Segment Open

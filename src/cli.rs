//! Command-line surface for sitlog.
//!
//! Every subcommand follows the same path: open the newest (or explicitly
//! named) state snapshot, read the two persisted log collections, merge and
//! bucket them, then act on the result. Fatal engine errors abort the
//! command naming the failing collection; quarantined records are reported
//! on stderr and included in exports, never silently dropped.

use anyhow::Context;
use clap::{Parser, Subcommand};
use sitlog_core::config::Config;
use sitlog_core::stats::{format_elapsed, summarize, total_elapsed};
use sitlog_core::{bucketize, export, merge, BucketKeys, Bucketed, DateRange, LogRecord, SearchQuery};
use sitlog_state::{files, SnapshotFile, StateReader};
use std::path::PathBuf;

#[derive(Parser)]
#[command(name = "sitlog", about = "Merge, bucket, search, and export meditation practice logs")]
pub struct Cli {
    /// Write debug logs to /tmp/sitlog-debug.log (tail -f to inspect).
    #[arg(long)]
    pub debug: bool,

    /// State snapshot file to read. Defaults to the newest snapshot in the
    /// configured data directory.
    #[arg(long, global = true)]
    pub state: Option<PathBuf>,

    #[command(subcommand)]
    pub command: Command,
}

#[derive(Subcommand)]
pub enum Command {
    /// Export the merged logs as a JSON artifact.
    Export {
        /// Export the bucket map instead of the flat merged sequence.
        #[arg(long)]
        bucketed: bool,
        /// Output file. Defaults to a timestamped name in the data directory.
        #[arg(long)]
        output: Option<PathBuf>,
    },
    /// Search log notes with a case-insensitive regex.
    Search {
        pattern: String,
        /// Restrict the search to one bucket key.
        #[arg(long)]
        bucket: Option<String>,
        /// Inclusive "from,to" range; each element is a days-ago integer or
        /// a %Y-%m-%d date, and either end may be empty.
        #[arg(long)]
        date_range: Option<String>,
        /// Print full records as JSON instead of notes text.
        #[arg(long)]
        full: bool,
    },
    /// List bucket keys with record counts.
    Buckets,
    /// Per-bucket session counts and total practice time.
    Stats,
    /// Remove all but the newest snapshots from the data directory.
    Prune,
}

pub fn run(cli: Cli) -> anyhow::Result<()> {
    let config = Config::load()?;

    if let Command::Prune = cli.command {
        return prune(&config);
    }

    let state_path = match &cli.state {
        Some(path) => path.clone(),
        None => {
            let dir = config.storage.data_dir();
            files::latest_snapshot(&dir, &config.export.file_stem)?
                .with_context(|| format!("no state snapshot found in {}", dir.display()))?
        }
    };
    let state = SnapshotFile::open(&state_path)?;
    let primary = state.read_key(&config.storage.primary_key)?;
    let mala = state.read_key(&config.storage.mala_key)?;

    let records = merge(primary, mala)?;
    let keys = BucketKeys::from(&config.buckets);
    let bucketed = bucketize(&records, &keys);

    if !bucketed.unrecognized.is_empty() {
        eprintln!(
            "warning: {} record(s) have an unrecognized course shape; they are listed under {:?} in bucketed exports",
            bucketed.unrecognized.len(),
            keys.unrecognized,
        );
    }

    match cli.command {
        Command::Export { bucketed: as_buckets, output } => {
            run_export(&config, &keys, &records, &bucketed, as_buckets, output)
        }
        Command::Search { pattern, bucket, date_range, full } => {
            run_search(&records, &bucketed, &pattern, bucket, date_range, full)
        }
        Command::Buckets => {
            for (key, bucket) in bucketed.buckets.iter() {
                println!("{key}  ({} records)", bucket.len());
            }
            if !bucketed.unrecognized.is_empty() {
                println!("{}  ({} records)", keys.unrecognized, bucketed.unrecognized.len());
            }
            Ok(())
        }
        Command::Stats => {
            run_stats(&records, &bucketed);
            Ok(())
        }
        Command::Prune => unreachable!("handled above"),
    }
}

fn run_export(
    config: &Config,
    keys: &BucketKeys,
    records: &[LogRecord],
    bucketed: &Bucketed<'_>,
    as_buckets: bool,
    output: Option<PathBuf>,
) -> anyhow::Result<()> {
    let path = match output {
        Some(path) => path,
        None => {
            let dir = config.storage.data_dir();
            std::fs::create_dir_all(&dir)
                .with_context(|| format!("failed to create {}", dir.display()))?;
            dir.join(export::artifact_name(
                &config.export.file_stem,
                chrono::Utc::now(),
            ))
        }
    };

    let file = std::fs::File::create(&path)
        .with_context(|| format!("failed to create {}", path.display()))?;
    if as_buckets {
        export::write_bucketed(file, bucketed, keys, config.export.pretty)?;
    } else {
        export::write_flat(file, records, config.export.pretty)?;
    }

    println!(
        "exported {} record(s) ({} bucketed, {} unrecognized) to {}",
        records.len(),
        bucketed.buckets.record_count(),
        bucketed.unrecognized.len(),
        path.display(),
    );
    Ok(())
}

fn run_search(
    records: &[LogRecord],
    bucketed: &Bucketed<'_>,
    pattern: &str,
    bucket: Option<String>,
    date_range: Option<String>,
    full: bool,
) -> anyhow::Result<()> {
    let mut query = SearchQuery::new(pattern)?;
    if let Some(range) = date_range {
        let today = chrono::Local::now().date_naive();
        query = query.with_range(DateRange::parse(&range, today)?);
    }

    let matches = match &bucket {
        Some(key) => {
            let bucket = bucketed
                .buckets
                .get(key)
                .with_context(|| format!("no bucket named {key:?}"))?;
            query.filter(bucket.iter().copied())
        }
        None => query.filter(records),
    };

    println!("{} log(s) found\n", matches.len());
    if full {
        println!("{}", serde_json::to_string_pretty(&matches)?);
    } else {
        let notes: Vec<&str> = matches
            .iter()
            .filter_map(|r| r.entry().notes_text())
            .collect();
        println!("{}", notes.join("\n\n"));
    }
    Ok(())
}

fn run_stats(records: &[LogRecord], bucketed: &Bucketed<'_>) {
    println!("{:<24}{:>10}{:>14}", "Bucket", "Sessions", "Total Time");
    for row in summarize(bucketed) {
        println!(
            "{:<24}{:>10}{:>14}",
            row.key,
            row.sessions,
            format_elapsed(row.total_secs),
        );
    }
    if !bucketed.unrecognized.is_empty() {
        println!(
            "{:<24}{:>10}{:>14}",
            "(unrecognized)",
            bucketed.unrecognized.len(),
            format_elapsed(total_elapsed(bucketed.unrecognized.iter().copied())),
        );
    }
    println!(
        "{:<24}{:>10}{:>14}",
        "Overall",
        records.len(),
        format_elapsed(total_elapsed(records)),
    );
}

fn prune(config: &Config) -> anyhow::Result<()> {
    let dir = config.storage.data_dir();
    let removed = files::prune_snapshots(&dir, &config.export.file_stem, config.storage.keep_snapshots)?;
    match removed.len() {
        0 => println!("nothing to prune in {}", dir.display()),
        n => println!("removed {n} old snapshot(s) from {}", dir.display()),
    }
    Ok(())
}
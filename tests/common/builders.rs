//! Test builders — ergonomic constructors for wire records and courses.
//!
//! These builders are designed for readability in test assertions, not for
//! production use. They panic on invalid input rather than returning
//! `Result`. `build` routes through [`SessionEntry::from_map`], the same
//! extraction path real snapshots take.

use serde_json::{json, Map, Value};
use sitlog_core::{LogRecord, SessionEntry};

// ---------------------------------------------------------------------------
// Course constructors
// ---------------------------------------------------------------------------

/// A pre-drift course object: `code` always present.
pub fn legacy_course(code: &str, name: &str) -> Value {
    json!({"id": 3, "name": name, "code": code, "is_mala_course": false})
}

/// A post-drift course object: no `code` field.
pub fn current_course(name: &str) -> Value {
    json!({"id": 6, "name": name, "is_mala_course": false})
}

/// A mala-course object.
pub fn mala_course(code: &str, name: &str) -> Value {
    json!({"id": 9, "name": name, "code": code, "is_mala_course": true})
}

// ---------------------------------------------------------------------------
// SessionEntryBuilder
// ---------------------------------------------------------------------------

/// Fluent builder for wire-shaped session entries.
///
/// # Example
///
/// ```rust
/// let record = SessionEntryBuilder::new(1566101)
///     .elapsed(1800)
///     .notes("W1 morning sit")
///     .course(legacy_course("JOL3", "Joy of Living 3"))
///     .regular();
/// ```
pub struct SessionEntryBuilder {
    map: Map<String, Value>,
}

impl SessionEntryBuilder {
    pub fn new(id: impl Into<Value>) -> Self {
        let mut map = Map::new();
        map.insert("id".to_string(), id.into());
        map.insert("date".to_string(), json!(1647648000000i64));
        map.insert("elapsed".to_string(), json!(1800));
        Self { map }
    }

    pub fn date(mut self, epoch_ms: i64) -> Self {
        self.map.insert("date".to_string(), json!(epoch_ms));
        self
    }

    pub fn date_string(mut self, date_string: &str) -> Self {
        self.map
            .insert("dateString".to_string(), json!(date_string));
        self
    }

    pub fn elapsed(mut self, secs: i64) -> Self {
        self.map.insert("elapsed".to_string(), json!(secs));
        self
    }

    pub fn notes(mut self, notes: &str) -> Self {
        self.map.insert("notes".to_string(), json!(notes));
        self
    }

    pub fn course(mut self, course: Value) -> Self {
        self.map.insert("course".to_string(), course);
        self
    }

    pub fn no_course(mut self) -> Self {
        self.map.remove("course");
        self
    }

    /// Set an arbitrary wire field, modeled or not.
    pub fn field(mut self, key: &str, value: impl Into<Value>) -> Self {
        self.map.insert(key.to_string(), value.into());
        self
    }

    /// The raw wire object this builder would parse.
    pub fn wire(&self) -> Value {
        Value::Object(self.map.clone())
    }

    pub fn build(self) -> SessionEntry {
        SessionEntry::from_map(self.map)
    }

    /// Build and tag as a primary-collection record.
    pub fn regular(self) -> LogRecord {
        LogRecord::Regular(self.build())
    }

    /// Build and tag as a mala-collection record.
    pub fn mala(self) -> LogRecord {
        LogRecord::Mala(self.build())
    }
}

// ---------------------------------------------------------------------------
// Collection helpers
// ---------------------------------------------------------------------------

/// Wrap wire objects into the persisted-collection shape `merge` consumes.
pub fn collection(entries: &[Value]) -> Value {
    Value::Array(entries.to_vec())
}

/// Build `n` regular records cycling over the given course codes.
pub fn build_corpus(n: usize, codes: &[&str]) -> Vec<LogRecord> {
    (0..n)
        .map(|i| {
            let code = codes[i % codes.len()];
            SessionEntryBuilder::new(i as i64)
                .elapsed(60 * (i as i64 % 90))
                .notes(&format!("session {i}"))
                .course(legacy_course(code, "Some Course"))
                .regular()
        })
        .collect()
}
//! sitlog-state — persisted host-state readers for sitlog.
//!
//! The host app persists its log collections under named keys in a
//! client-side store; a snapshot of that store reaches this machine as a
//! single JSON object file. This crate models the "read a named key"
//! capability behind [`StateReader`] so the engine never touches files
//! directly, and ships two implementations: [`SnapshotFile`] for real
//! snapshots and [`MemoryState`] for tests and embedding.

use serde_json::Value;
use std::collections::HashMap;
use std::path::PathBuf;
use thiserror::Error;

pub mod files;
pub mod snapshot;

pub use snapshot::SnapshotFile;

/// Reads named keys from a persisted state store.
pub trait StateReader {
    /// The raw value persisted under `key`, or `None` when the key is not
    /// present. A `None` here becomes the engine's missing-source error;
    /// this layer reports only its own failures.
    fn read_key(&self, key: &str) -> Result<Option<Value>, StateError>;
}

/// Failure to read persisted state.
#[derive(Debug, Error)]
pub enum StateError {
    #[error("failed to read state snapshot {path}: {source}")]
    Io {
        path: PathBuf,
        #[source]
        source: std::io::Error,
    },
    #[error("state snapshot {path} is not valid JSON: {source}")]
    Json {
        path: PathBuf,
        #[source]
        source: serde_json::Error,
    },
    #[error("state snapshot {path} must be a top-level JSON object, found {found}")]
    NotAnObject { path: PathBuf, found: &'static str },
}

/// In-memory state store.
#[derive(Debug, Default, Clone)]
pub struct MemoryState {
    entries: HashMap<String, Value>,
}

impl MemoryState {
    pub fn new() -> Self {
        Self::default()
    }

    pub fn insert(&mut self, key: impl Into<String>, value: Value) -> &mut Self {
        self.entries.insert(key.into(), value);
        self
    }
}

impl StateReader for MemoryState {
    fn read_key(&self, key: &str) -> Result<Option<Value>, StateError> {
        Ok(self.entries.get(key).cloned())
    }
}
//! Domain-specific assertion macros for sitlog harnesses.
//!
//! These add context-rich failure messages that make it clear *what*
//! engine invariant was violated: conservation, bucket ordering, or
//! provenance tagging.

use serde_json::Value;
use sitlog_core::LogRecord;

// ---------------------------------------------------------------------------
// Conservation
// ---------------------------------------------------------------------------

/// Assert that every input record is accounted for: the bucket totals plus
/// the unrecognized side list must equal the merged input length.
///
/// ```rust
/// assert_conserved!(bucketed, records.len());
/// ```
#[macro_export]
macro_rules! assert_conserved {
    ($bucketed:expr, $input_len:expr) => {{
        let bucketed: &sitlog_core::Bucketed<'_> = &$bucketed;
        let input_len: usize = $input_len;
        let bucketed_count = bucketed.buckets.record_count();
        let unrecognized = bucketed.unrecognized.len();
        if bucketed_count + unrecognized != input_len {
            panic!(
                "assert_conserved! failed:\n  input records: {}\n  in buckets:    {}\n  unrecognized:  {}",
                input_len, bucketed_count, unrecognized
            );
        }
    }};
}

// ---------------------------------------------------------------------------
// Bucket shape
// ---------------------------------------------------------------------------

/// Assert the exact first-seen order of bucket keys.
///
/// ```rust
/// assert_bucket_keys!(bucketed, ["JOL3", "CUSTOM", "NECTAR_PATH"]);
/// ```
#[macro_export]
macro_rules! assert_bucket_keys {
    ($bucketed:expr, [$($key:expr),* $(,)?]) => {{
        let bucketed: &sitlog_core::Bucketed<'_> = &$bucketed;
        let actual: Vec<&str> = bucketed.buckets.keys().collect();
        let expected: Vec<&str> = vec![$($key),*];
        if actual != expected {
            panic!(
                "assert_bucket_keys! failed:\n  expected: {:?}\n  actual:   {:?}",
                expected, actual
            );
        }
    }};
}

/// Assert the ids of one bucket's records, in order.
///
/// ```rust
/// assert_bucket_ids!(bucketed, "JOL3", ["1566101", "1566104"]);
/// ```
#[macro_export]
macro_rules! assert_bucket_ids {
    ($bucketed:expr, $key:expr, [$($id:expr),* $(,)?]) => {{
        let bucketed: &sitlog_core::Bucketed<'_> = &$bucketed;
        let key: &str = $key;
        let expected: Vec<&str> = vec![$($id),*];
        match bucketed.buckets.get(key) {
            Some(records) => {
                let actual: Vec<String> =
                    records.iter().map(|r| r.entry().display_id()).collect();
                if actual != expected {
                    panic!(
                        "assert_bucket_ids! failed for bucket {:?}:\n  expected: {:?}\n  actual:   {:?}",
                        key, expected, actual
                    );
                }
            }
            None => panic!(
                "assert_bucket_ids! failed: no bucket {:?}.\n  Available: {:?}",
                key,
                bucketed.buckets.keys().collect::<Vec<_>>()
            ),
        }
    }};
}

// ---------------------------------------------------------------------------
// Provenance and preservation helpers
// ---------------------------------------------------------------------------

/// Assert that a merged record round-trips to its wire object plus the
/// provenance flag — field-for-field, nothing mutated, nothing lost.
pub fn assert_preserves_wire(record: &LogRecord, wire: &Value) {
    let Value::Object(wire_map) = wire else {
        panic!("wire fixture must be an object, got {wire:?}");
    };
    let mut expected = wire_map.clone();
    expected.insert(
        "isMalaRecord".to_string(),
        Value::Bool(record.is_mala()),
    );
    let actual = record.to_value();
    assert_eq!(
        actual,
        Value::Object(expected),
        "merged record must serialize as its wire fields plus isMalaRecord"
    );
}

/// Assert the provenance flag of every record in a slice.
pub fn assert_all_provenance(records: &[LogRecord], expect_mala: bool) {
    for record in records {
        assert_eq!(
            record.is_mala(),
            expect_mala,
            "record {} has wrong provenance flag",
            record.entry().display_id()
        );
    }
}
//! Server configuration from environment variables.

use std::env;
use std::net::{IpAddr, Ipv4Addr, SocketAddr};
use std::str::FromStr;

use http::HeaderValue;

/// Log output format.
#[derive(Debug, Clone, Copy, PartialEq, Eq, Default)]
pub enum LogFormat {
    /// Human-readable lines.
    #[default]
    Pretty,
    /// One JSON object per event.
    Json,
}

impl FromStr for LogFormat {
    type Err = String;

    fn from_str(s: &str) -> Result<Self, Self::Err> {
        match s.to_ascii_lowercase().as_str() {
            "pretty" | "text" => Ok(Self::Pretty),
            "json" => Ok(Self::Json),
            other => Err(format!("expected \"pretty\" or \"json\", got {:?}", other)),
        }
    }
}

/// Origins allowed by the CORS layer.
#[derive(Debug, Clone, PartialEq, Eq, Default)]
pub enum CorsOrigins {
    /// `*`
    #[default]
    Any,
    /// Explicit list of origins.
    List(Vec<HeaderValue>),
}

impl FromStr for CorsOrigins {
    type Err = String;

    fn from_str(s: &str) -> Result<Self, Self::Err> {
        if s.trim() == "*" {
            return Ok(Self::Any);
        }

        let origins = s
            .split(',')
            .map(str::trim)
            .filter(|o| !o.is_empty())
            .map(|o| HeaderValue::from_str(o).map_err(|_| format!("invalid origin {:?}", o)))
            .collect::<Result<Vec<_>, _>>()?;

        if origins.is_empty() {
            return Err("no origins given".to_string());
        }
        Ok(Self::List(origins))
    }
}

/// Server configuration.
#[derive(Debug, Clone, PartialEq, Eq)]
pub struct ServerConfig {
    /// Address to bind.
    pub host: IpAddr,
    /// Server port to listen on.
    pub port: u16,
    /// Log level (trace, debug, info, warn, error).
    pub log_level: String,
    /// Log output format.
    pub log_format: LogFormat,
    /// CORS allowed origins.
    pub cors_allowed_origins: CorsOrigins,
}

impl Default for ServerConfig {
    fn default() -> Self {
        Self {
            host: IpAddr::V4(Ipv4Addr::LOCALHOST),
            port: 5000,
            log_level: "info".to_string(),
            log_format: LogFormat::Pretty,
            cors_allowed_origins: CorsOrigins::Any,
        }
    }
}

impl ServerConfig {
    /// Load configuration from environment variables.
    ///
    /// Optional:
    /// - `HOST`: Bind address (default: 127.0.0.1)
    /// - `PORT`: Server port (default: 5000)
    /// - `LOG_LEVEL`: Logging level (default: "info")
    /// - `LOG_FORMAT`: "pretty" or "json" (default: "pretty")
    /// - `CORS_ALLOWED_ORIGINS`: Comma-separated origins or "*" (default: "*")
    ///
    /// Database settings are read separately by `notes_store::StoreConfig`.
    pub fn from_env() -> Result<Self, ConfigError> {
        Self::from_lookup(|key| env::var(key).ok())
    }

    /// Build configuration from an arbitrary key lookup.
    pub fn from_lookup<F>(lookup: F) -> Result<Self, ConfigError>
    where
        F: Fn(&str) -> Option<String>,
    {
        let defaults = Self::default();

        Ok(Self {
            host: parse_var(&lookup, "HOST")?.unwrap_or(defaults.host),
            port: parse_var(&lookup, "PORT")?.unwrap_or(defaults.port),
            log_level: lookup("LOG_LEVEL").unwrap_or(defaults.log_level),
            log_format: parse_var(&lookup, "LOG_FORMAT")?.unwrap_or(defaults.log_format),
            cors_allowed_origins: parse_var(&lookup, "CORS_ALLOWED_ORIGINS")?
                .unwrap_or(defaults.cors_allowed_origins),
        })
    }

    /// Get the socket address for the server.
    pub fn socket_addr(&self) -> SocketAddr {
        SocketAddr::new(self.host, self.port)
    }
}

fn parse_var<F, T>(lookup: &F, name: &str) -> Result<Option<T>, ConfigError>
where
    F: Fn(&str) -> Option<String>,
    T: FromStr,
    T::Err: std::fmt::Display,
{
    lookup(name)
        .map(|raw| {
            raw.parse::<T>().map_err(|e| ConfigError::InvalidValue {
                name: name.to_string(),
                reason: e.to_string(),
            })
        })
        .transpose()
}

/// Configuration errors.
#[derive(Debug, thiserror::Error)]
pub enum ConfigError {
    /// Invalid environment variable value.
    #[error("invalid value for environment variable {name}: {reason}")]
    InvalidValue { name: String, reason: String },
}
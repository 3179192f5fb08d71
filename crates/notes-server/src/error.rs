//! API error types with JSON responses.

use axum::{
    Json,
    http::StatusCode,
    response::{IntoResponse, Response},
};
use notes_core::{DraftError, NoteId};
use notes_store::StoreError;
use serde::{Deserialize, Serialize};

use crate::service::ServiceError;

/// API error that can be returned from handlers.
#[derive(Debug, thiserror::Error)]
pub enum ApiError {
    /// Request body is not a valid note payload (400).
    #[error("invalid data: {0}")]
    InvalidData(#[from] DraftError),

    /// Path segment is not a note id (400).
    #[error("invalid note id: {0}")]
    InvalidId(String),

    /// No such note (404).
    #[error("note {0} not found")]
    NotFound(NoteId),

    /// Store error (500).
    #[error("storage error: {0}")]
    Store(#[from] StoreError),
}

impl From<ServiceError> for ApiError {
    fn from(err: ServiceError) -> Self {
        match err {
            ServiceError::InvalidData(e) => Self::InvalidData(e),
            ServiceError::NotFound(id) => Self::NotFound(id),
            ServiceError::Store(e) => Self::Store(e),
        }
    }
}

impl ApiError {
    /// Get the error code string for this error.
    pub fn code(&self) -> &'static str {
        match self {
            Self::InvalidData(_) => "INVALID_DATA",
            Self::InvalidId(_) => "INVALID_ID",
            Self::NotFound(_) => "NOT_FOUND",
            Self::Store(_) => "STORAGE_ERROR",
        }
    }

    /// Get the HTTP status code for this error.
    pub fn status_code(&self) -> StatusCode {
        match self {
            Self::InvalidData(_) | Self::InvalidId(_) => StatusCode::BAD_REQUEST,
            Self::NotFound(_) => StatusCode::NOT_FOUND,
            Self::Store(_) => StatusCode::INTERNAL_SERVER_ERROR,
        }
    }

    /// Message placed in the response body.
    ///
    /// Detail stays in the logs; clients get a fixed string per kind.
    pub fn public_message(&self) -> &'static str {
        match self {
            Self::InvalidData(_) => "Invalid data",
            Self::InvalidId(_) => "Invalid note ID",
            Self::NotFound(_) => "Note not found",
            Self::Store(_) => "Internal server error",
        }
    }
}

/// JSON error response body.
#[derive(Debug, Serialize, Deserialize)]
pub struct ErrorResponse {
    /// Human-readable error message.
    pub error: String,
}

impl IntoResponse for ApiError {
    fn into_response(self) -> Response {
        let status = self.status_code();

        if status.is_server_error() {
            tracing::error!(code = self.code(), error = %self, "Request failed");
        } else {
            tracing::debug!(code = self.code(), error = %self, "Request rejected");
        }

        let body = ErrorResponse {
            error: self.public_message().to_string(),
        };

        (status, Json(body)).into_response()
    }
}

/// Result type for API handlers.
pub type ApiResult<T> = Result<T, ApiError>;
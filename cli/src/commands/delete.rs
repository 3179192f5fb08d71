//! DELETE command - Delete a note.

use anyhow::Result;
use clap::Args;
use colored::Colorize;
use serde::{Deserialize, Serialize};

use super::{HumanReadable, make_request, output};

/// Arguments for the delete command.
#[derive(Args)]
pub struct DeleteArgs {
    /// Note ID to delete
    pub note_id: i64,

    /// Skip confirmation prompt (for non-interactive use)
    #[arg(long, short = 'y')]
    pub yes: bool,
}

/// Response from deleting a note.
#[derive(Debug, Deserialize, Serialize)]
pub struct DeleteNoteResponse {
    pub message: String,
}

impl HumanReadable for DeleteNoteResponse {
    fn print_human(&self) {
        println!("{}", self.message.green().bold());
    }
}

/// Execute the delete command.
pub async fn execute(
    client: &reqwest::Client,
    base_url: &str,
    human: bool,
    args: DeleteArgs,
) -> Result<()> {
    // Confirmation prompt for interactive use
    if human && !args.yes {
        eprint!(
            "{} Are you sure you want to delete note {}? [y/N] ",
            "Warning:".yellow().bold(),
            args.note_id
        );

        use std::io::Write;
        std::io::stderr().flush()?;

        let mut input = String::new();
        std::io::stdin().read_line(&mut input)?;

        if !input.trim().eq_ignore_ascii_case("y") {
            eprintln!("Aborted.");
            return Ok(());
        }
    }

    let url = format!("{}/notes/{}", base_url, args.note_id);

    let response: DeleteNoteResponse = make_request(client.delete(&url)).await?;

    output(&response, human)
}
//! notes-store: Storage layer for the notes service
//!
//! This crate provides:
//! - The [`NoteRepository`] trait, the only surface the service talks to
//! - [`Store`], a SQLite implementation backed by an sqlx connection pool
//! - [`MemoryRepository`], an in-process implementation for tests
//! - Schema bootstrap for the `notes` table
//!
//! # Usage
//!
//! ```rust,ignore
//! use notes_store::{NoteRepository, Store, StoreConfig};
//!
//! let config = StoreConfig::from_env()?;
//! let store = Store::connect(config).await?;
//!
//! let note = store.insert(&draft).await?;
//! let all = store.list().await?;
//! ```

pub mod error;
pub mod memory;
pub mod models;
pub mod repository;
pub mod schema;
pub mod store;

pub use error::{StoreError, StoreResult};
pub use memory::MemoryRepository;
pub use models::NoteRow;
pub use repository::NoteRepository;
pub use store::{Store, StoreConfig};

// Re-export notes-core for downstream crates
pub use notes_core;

Segment Closed

--- Brief ---
Using the material above, transcribe exactly the lines from the line with "String, reason: String" to the line with "pub enum ApiError"; both count, and nothing else goes in.

--- Solved problem ---
    InvalidValue { name: String, reason: String },
}
repository 3179192f5fb08d71
filename crates/notes-server/src/error.rs
//! API error types with JSON responses.

use axum::{
    Json,
    http::StatusCode,
    response::{IntoResponse, Response},
};
use notes_core::{DraftError, NoteId};
use notes_store::StoreError;
use serde::{Deserialize, Serialize};

use crate::service::ServiceError;

/// API error that can be returned from handlers.
#[derive(Debug, thiserror::Error)]
pub enum ApiError {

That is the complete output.